Further, if the SEC or another regulator ultimately concludes that Streamex-not BioSig-is the accounting acquirer, or that the share-exchange should be treated as a reverse recapitalization. In such a case, Streamex's historical financial statements would become the continuing financial statements of the combined company, and BioSig would be treated as the acquired entity for accounting purposes. No goodwill or other intangible assets would be recorded, as this type of transaction is considered a capital-raising event rather than a business combination under ASC 805. Reclassification of the transaction as a reverse recapitalization could materially change our financial statement presentation and may lead to delays in our registration process, restatements of prior-period financials, and increased auditor and regulatory scrutiny.

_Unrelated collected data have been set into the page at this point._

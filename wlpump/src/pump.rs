//! Drives a [`Connection`] from readiness notifications.
//!
//! The pump keeps a read prepared whenever it is idle, so a readable signal
//! always has a token to spend. After every drain it prepares the next read,
//! and it only asks for writability while the outbox holds data. Replies
//! queued by handlers wait for the write path.

use crate::{
	connection::{Connection, FlushOutcome, Incoming, ReadOutcome, ReadToken},
	error::{ChannelError, PrepareError},
	rt::Interest,
	transport::Transport,
	Result,
};

#[derive(Debug, Clone, Copy, PartialEq, Eq)]
pub enum State {
	Idle,
	AwaitingRead,
	Draining,
	Closed,
}

pub enum Event<'a> {
	Message(Incoming<'a>),
	/// Sent once, when the channel fails.
	Closed(&'a ChannelError),
}

pub struct Pump<T: Transport> {
	connection: Connection<T>,
	state: State,
	token: Option<ReadToken>,
}

impl<T: Transport> Pump<T> {
	pub fn new(connection: Connection<T>) -> Result<Self> {
		let mut pump = Self {
			connection,
			state: State::Idle,
			token: None,
		};

		pump.token = Some(pump.prepare()?);
		pump.state = State::AwaitingRead;

		Ok(pump)
	}

	pub fn fd(&self) -> std::os::fd::RawFd {
		self.connection.fd()
	}

	pub fn state(&self) -> State {
		self.state
	}

	pub fn connection(&self) -> &Connection<T> {
		&self.connection
	}

	pub fn interest(&self) -> Interest {
		match self.state {
			State::Closed => Interest::NONE,
			_ if self.connection.outbox().is_empty() => Interest::READABLE,
			_ => Interest::READABLE | Interest::WRITABLE,
		}
	}

	/// Queues a request. Returns `true` when the outbox was empty before, i.e.
	/// the loop now has to watch for writability.
	pub fn submit<U: serde::Serialize>(&mut self, message: wlm::Message<U>) -> Result<bool> {
		if self.state == State::Closed {
			color_eyre::eyre::bail!("cannot submit on closed channel fd {}", self.fd());
		}

		let was_empty = self.connection.outbox().is_empty();
		self.connection.submit(message)?;

		Ok(was_empty)
	}

	pub fn submit_fd(&mut self, fd: std::os::fd::OwnedFd) -> Result<()> {
		if self.state == State::Closed {
			color_eyre::eyre::bail!("cannot submit on closed channel fd {}", self.fd());
		}

		self.connection.submit_fd(fd);
		Ok(())
	}

	pub fn on_readable(&mut self, callback: &mut impl FnMut(Event<'_>) -> Result<()>) -> Result<()> {
		if self.state == State::Closed {
			return Ok(());
		}

		// only after a handler failed mid-drain; finish that drain first
		let token = match self.token.take() {
			Some(token) => token,
			None => {
				self.dispatch(callback)?;
				self.prepare()?
			}
		};

		self.state = State::Draining;

		match self.connection.read_pending(token) {
			ReadOutcome::Decoded(count) => log::trace!("decoded {count} messages"),
			ReadOutcome::WouldBlock => log::trace!("nothing to read on fd {}", self.fd()),
			ReadOutcome::Failed(x) => return self.fail(x, callback),
		}

		self.dispatch(callback)?;
		self.state = State::Idle;

		self.token = Some(self.prepare()?);
		self.state = State::AwaitingRead;

		Ok(())
	}

	pub fn on_writable(&mut self, callback: &mut impl FnMut(Event<'_>) -> Result<()>) -> Result<()> {
		if self.state == State::Closed || self.connection.outbox().is_empty() {
			return Ok(());
		}

		match self.connection.flush() {
			FlushOutcome::Complete => log::trace!("outbox of fd {} drained", self.fd()),
			FlushOutcome::WouldBlock => log::trace!(
				"{} bytes still queued on fd {}",
				self.connection.outbox().len(),
				self.fd()
			),
			FlushOutcome::Failed(x) => return self.fail(x, callback),
		}

		Ok(())
	}

	/// Closes the channel without notifying anyone.
	pub fn shutdown(&mut self) {
		if self.state == State::Closed {
			return;
		}

		log::debug!("shutting down channel fd {}", self.fd());
		self.teardown();
	}

	fn prepare(&mut self) -> Result<ReadToken> {
		match self.connection.prepare_read() {
			Ok(token) => Ok(token),
			Err(PrepareError::AlreadyPending) => {
				panic!("read prepared twice on channel fd {}", self.fd())
			}
			Err(x) => Err(x.into()),
		}
	}

	fn dispatch(&mut self, callback: &mut impl FnMut(Event<'_>) -> Result<()>) -> Result<()> {
		let count = self
			.connection
			.dispatch_queued(&mut |incoming| callback(Event::Message(incoming)))?;

		if count > 0 {
			log::trace!("dispatched {count} messages from fd {}", self.fd());
		}

		Ok(())
	}

	fn fail(
		&mut self,
		error: ChannelError,
		callback: &mut impl FnMut(Event<'_>) -> Result<()>,
	) -> Result<()> {
		log::warn!("closing channel fd {}: {error}", self.fd());

		self.teardown();
		callback(Event::Closed(&error))
	}

	// token goes back before the socket is shut down
	fn teardown(&mut self) {
		if let Some(token) = self.token.take() {
			self.connection.cancel_read(token);
		}

		self.state = State::Closed;

		if let Err(x) = self.connection.close() {
			log::debug!("shutdown of fd {} failed: {x}", self.fd());
		}
	}
}

impl<T: Transport> Drop for Pump<T> {
	fn drop(&mut self) {
		self.shutdown();
	}
}

#[cfg(test)]
mod tests {
	use assert_matches::assert_matches;

	use super::*;
	use crate::testutil::{self, ScriptedTransport};

	#[derive(Default)]
	struct Recorder {
		callbacks: Vec<u32>,
		closed: usize,
		reply: bool,
	}

	impl Recorder {
		fn handle(&mut self, event: Event<'_>) -> Result<()> {
			match event {
				Event::Message(incoming) => {
					let callback: u32 = incoming.message.decode()?;
					self.callbacks.push(callback);

					if self.reply {
						incoming.outbox.push(wlm::Message {
							object_id: callback,
							op: 0,
							args: 0u32,
						})?;
					}
				}
				Event::Closed(_) => self.closed += 1,
			}

			Ok(())
		}
	}

	fn pump() -> (Pump<ScriptedTransport>, ScriptedTransport) {
		let transport = ScriptedTransport::default();
		let pump = Pump::new(Connection::new(transport.clone())).unwrap();

		(pump, transport)
	}

	#[test]
	fn new_pump_holds_the_only_token() {
		let (mut pump, _) = pump();

		assert_eq!(pump.state(), State::AwaitingRead);
		assert!(pump.connection().has_prepared_read());
		assert_matches!(
			pump.connection.prepare_read(),
			Err(PrepareError::AlreadyPending)
		);
	}

	#[test]
	fn three_submits_one_writable() {
		let (mut pump, transport) = pump();
		let mut recorder = Recorder::default();

		assert!(pump.submit(wlm::Message { object_id: 1, op: 1, args: 2u32 }).unwrap());
		assert!(!pump.submit(wlm::Message { object_id: 1, op: 0, args: 3u32 }).unwrap());
		assert!(!pump.submit(wlm::Message { object_id: 1, op: 0, args: 4u32 }).unwrap());

		assert_eq!(pump.interest(), Interest::READABLE | Interest::WRITABLE);

		pump.on_writable(&mut |x| recorder.handle(x)).unwrap();

		assert!(pump.connection().outbox().is_empty());
		assert_eq!(pump.interest(), Interest::READABLE);
		assert_eq!(transport.sent().len(), 36);
		assert_eq!(transport.send_calls(), 1);
	}

	#[test]
	fn writable_with_empty_outbox_does_nothing() {
		let (mut pump, transport) = pump();
		let mut recorder = Recorder::default();

		pump.on_writable(&mut |x| recorder.handle(x)).unwrap();
		pump.on_writable(&mut |x| recorder.handle(x)).unwrap();

		assert_eq!(transport.send_calls(), 0);
		assert_eq!(pump.interest(), Interest::READABLE);
		assert_eq!(pump.state(), State::AwaitingRead);
	}

	#[test]
	fn partial_message_rearms_without_dispatch() {
		let (mut pump, transport) = pump();
		let mut recorder = Recorder::default();

		transport.push_read(testutil::sync_message(1, 2)[..10].to_vec());

		pump.on_readable(&mut |x| recorder.handle(x)).unwrap();

		assert!(recorder.callbacks.is_empty());
		assert_eq!(pump.connection().queued(), 0);
		assert_eq!(pump.state(), State::AwaitingRead);
		assert!(pump.connection().has_prepared_read());
	}

	#[test]
	fn spurious_wakeup_rearms() {
		let (mut pump, transport) = pump();
		let mut recorder = Recorder::default();

		pump.on_readable(&mut |x| recorder.handle(x)).unwrap();

		assert_eq!(transport.recv_calls(), 1);
		assert_eq!(pump.state(), State::AwaitingRead);
		assert!(pump.connection().has_prepared_read());
	}

	#[test]
	fn fatal_read_closes_and_notifies_once() {
		let (mut pump, transport) = pump();
		let mut recorder = Recorder::default();

		transport.push_read_error(std::io::ErrorKind::PermissionDenied);
		transport.push_read(testutil::sync_message(1, 2));

		pump.on_readable(&mut |x| recorder.handle(x)).unwrap();

		assert_eq!(pump.state(), State::Closed);
		assert_eq!(recorder.closed, 1);
		assert!(!pump.connection().has_prepared_read());
		assert!(transport.is_shut_down());

		pump.on_readable(&mut |x| recorder.handle(x)).unwrap();
		pump.on_writable(&mut |x| recorder.handle(x)).unwrap();

		assert_eq!(transport.recv_calls(), 1);
		assert_eq!(recorder.closed, 1);
		assert!(recorder.callbacks.is_empty());
		assert!(!pump.connection().has_prepared_read());
		assert_eq!(pump.interest(), Interest::NONE);
		assert!(pump.submit(wlm::Message { object_id: 1, op: 0, args: 2u32 }).is_err());
	}

	#[test]
	fn fatal_write_closes_and_notifies_once() {
		let (mut pump, transport) = pump();
		let mut recorder = Recorder::default();

		transport.fail_next_send(std::io::ErrorKind::BrokenPipe);
		pump.submit(wlm::Message { object_id: 1, op: 0, args: 2u32 }).unwrap();

		pump.on_writable(&mut |x| recorder.handle(x)).unwrap();
		pump.on_writable(&mut |x| recorder.handle(x)).unwrap();

		assert_eq!(pump.state(), State::Closed);
		assert_eq!(recorder.closed, 1);
		assert_eq!(transport.send_calls(), 1);
	}

	#[test]
	fn shutdown_discards_token_silently() {
		let (mut pump, transport) = pump();
		let mut recorder = Recorder::default();

		transport.push_read(testutil::sync_message(1, 2));

		assert!(pump.connection().has_prepared_read());
		pump.shutdown();

		assert_eq!(pump.state(), State::Closed);
		assert!(!pump.connection().has_prepared_read());
		assert!(transport.is_shut_down());

		pump.on_readable(&mut |x| recorder.handle(x)).unwrap();

		assert_eq!(transport.recv_calls(), 0);
		assert_eq!(recorder.closed, 0);
		assert!(recorder.callbacks.is_empty());
	}

	#[test]
	fn replies_wait_for_the_write_path() {
		let (mut pump, transport) = pump();
		let mut recorder = Recorder {
			reply: true,
			..Default::default()
		};

		transport.push_read(
			[testutil::sync_message(1, 2), testutil::sync_message(1, 3)].concat(),
		);

		pump.on_readable(&mut |x| recorder.handle(x)).unwrap();

		assert_eq!(recorder.callbacks, [2, 3]);
		assert_eq!(transport.send_calls(), 0);
		assert_eq!(pump.interest(), Interest::READABLE | Interest::WRITABLE);

		pump.on_writable(&mut |x| recorder.handle(x)).unwrap();

		assert_eq!(transport.sent().len(), 24);
		assert_eq!(pump.interest(), Interest::READABLE);
	}

	#[test]
	fn interleaved_signals_deliver_everything_in_order() {
		let (mut pump, transport) = pump();
		let mut recorder = Recorder::default();

		let wire = (2..8)
			.map(|x| testutil::sync_message(1, x))
			.collect::<Vec<_>>()
			.concat();

		// arrives in odd slices, the socket takes 7 bytes per write
		for chunk in wire.chunks(13) {
			transport.push_read(chunk.to_vec());
		}

		for x in 0..4u32 {
			pump.submit(wlm::Message { object_id: 1, op: 0, args: x }).unwrap();
		}

		for _ in 0..8 {
			transport.limit_next_send(7);
		}

		for _ in 0..8 {
			pump.on_readable(&mut |x| recorder.handle(x)).unwrap();
			pump.on_writable(&mut |x| recorder.handle(x)).unwrap();
		}

		assert_eq!(recorder.callbacks, [2, 3, 4, 5, 6, 7]);
		assert_eq!(
			transport.sent(),
			(0..4u32)
				.map(|x| testutil::sync_message(1, x))
				.collect::<Vec<_>>()
				.concat()
		);
		assert_eq!(pump.interest(), Interest::READABLE);
		assert_eq!(recorder.closed, 0);
	}

	#[test]
	fn failed_handler_resumes_on_next_readable() {
		let (mut pump, transport) = pump();
		let mut seen = Vec::new();

		transport.push_read(
			[testutil::sync_message(1, 2), testutil::sync_message(1, 3)].concat(),
		);

		let ret = pump.on_readable(&mut |event| {
			let Event::Message(incoming) = event else {
				return Ok(());
			};

			let callback: u32 = incoming.message.decode()?;
			seen.push(callback);

			if callback == 2 && seen.len() == 1 {
				color_eyre::eyre::bail!("first dispatch fails");
			}

			Ok(())
		});

		assert!(ret.is_err());
		assert_eq!(pump.state(), State::Draining);
		assert!(!pump.connection().has_prepared_read());

		pump.on_readable(&mut |event| {
			if let Event::Message(incoming) = event {
				seen.push(incoming.message.decode()?);
			}

			Ok(())
		})
		.unwrap();

		assert_eq!(seen, [2, 3]);
		assert_eq!(pump.state(), State::AwaitingRead);
	}
}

Additionally, although BioSig has historically operated a medical device business, there is a risk that the SEC may characterize it as a "shell company" under Rule 405 of the Securities Act due to the nature of the transaction and its financial profile at the time of the Share Exchange. The SEC has recently taken an expansive view of what constitutes a "shell" in transactions involving private companies entering public markets via reverse mergers. If BioSig were deemed to have been a shell company, the combined company would be treated as a "former shell company," triggering significant regulatory consequences.
Among other things, we would be ineligible to use short-form registration statements on Form S-3 for at least 12 months, would be limited in our ability to rely on Rule 144 for the resale of restricted securities, and would be classified as an "ineligible issuer" for three years-precluding use of forward incorporation in registration statements and other streamlined communication tools. These limitations could restrict our ability to raise capital efficiently, affect the liquidity of our securities, and impose additional disclosure burdens on our registration statements. In addition, stockholders may face extended holding periods, resale limitations, and potential underwriter liability under Rule 145(d) or Rule 144(i).
If the SEC disagrees with our accounting or regulatory position, the consequences could include delays in our filings, restatements, inability to rely on certain exemptions or safe harbors, or the imposition of further compliance obligations. Any of the foregoing could adversely affect our operations, reputation, access to capital markets, and the market value of our securities.